Thought I remembered specific info such as that on canreef.


----------



## aQ.LED (Nov 13, 2012)

LPS is about 150 to 250


----------



## spit.fire (Jan 3, 2011)

Every Lps is different


----------



## Earth Eater (Apr 22, 2010)

I agree with spit.fire: some lps do better in lower light and some do best in high light. Not all lps have the same light requirements... Even different color forms/morphs of the same lps have different light requirements. 

Best regards,

Bodhin


----------



## scott tang (Jan 29, 2012)

ok does any one know what lps need lower of higher light does any one have like a chart or some thing ?


----------



## Durogity (Jun 10, 2013)

Don't know anything about salt, so not sure if this is what you're looking for http://www.aquariumadvice.com/forums/attachment.php?attachmentid=119297&d=1347984154


----------



## JTang (Apr 21, 2010)

Durogity said:


> Don't know anything about salt, so not sure if this is what you're looking for http://www.aquariumadvice.com/forums/attachment.php?attachmentid=119297&d=1347984154


Hey that's a nice list! I'm saving this. Thanks!

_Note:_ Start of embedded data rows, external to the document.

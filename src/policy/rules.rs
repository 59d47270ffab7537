//! The API policy applied to all sandboxed code.

use std::sync::{Arc, LazyLock};

use super::access::AccessLevel::{Allowed, Denied, Neutral};
use super::builder::{FamilyMode, FamilyRule, PolicyBuilder};
use super::rewriter::{collected_enumerable, count_argument, no_guard};
use super::surface::ReferenceSurface;
use super::tree::PolicyTree;
use crate::error::PolicyBuildError;

/// Longest sleep sandboxed code may request, in milliseconds.
pub const MAX_SLEEP_MS: i64 = 1_000;

/// Reflection types: safe introspection chains only.
pub const REFLECTION_FAMILY: FamilyRule = FamilyRule {
    namespace: "System.Reflection",
    root: "System.Reflection.MemberInfo",
    mode: FamilyMode::Introspection,
};

/// Expression trees: any node, but no dynamic compilation.
pub const EXPRESSION_FAMILY: FamilyRule = FamilyRule {
    namespace: "System.Linq.Expressions",
    root: "System.Linq.Expressions.Expression",
    mode: FamilyMode::DenyDynamicCompilation,
};

/// Baseline rules for core types every language needs.
pub fn safe_defaults(builder: PolicyBuilder) -> PolicyBuilder {
    builder
        .namespace("System", Neutral, |n| {
            n.ty_with("Object", Neutral, |t| {
                t.member("ToString", Allowed)
                    .member("Equals", Allowed)
                    .member("GetHashCode", Allowed)
            })
            .ty("Int32", Allowed)
            .ty("Int64", Allowed)
            .ty("Boolean", Allowed)
            .ty("Double", Allowed)
            .ty("Char", Allowed)
            .ty("Math", Allowed)
            .ty_with("String", Allowed, |t| t.member("Intern", Denied))
        })
        .namespace("System.Linq", Neutral, |n| {
            n.ty_with("Enumerable", Neutral, |t| {
                t.member_with("Sum", Allowed, collected_enumerable())
                    .member_with("Count", Allowed, collected_enumerable())
                    .member("Select", Allowed)
                    .member("Where", Allowed)
            })
        })
        .namespace("System.Threading", Neutral, |n| {
            n.ty_with("Thread", Neutral, |t| {
                t.member_with("Sleep", Allowed, count_argument(MAX_SLEEP_MS))
            })
        })
}

/// Rules for console output, the lab runtime and language support libraries.
pub fn explicit_rules(builder: PolicyBuilder) -> PolicyBuilder {
    builder
        .namespace("System", Neutral, |n| {
            n.ty_with("Console", Neutral, |t| {
                t.member("Write", Allowed)
                    .member("WriteLine", Allowed)
                    // F# printf writes through Console.Out
                    .getter("Out", Allowed)
            })
            .ty("STAThreadAttribute", Allowed)
        })
        .namespace("System.IO", Neutral, |n| n.ty("TextWriter", Neutral))
        .namespace("CodeLab.Runtime.Internal", Neutral, |n| {
            n.ty_with("Flow", Neutral, |t| {
                t.member_with("ReportException", Allowed, no_guard())
                    .member_with("ReportLineStart", Allowed, no_guard())
                    .member_with("ReportValue", Allowed, no_guard())
            })
        })
        .namespace("", Neutral, |n| n.ty("CodeLabObjectExtensions", Allowed))
        .namespace("Microsoft.FSharp.Core", Neutral, |n| {
            n.ty("CompilationArgumentCountsAttribute", Allowed)
                .ty("CompilationMappingAttribute", Allowed)
                .ty("EntryPointAttribute", Allowed)
                .ty_with("ExtraTopLevelOperators", Neutral, |t| {
                    t.member_with("CreateDictionary", Allowed, collected_enumerable())
                        .member_with("CreateSet", Allowed, collected_enumerable())
                        .member("LazyPattern", Allowed)
                        .member("PrintFormat", Allowed)
                        .member("PrintFormatLine", Allowed)
                        .member("PrintFormatToTextWriter", Allowed)
                        .member("PrintFormatLineToTextWriter", Allowed)
                        .member("PrintFormatToString", Allowed)
                        .member("SpliceExpression", Allowed)
                        .member("SpliceUntypedExpression", Allowed)
                        .member("ToByte", Allowed)
                        .member("ToDouble", Allowed)
                        .member("ToSByte", Allowed)
                        .member("ToSingle", Allowed)
                })
                .ty("ExtraTopLevelOperators+Checked", Allowed)
                .ty("FSharpChoice`2", Allowed)
                .ty("FSharpFunc`2", Allowed)
                .ty("FSharpOption`1", Allowed)
                .ty("OptimizedClosures+FSharpFunc`3", Allowed)
                .ty("OptimizedClosures+FSharpFunc`4", Allowed)
                .ty("OptimizedClosures+FSharpFunc`5", Allowed)
                .ty_with("Operators", Allowed, |t| {
                    t.member("ConsoleError", Denied)
                        .member("ConsoleIn", Denied)
                        .member("ConsoleOut", Denied)
                        .member("Lock", Denied)
                })
                .ty("PrintfFormat`4", Allowed)
                .ty("PrintfFormat`5", Allowed)
                .ty_with("PrintfModule", Neutral, |t| {
                    t.member("PrintFormat", Allowed)
                        .member("PrintFormatLine", Allowed)
                        .member("PrintFormatToTextWriter", Allowed)
                        .member("PrintFormatLineToTextWriter", Allowed)
                })
                .ty("Unit", Allowed)
        })
        .namespace("Microsoft.FSharp.Collections", Neutral, |n| n.ty("FSharpList`1", Allowed))
        .namespace("Microsoft.VisualBasic.CompilerServices", Neutral, |n| {
            n.ty("StandardModuleAttribute", Allowed)
        })
}

/// Build the complete policy over `surface`.
pub fn build_policy(surface: ReferenceSurface) -> Result<PolicyTree, PolicyBuildError> {
    let builder = PolicyBuilder::new(surface)
        .family(REFLECTION_FAMILY)
        .family(EXPRESSION_FAMILY);
    explicit_rules(safe_defaults(builder)).build()
}

static GLOBAL_POLICY: LazyLock<Arc<PolicyTree>> = LazyLock::new(|| {
    match build_policy(ReferenceSurface::bundled()) {
        Ok(tree) => Arc::new(tree),
        // A broken rule table is a packaging defect; refuse to start.
        Err(e) => panic!("failed to build API policy: {e}"),
    }
});

/// The process-wide policy, built on first use.
///
/// # Panics
///
/// Panics if the bundled rule table does not validate against the bundled
/// reference surface.
pub fn global_policy() -> Arc<PolicyTree> {
    Arc::clone(&GLOBAL_POLICY)
}

#[cfg(test)]
mod tests {
    use super::*;
    use crate::policy::access::MemberRef;
    use crate::policy::tree::Decision;

    fn decide(path: &str) -> Decision {
        global_policy().resolve(&path.parse::<MemberRef>().unwrap())
    }

    #[test]
    fn test_bundled_policy_builds() {
        let tree = build_policy(ReferenceSurface::bundled()).unwrap();
        assert_eq!(tree.surface_version(), crate::policy::surface::SURFACE_VERSION);
        assert!(tree.node_count() > 100);
    }

    #[test]
    fn test_console_output_allowed() {
        assert!(decide("System.Console::WriteLine").is_allowed());
        assert!(decide("System.Console::get_Out").is_allowed());
        assert!(!decide("System.Console::ReadLine").is_allowed());
        assert!(!decide("System.Console::SetOut").is_allowed());
    }

    #[test]
    fn test_dangerous_apis_denied() {
        assert!(!decide("System.IO.File::ReadAllText").is_allowed());
        assert!(!decide("System.Environment::Exit").is_allowed());
        assert!(!decide("System.Type::InvokeMember").is_allowed());
        assert!(!decide("System.Reflection.Assembly::Load").is_allowed());
        assert!(!decide("System.Linq.Expressions.LambdaExpression::Compile").is_allowed());
        assert!(!decide("Microsoft.FSharp.Core.Operators::Lock").is_allowed());
        assert!(!decide("System.String::Intern").is_allowed());
    }

    #[test]
    fn test_flow_hooks_pass_through() {
        for hook in ["ReportLineStart", "ReportValue", "ReportException"] {
            let decision = decide(&format!("CodeLab.Runtime.Internal.Flow::{hook}"));
            assert_eq!(decision.rewriter().map(|r| r.name()), Some("no-guard"));
        }
    }

    #[test]
    fn test_guarded_members_carry_rewriters() {
        let create_set = decide("Microsoft.FSharp.Core.ExtraTopLevelOperators::CreateSet");
        assert_eq!(
            create_set.rewriter().map(|r| r.name()),
            Some("collected-enumerable-argument")
        );
        let sleep = decide("System.Threading.Thread::Sleep");
        assert_eq!(sleep.rewriter().map(|r| r.name()), Some("count-argument"));
    }

    #[test]
    fn test_fsharp_core_types() {
        assert!(decide("Microsoft.FSharp.Core.FSharpOption`1::get_Value").is_allowed());
        assert!(decide("Microsoft.FSharp.Core.Operators::op_Addition").is_allowed());
        assert!(decide("Microsoft.FSharp.Collections.FSharpList`1::Cons").is_allowed());
        assert!(decide("CodeLabObjectExtensions::Inspect").is_allowed());
    }
}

It's time to set up one for yourself! I'm pretty sure you will do well with all these info!


----------



## scott tang (Jan 29, 2012)

Durogity said:


> Don't know anything about salt, so not sure if this is what you're looking for http://www.aquariumadvice.com/forums/attachment.php?attachmentid=119297&d=1347984154


cool list this was help full


----------



## Durogity (Jun 10, 2013)

Glad I could help, salt is in my future, the wife says I can do my fresh thing, if I get her a salt tank....and when the wife is pro-tank, you do....am I right guys lol


----------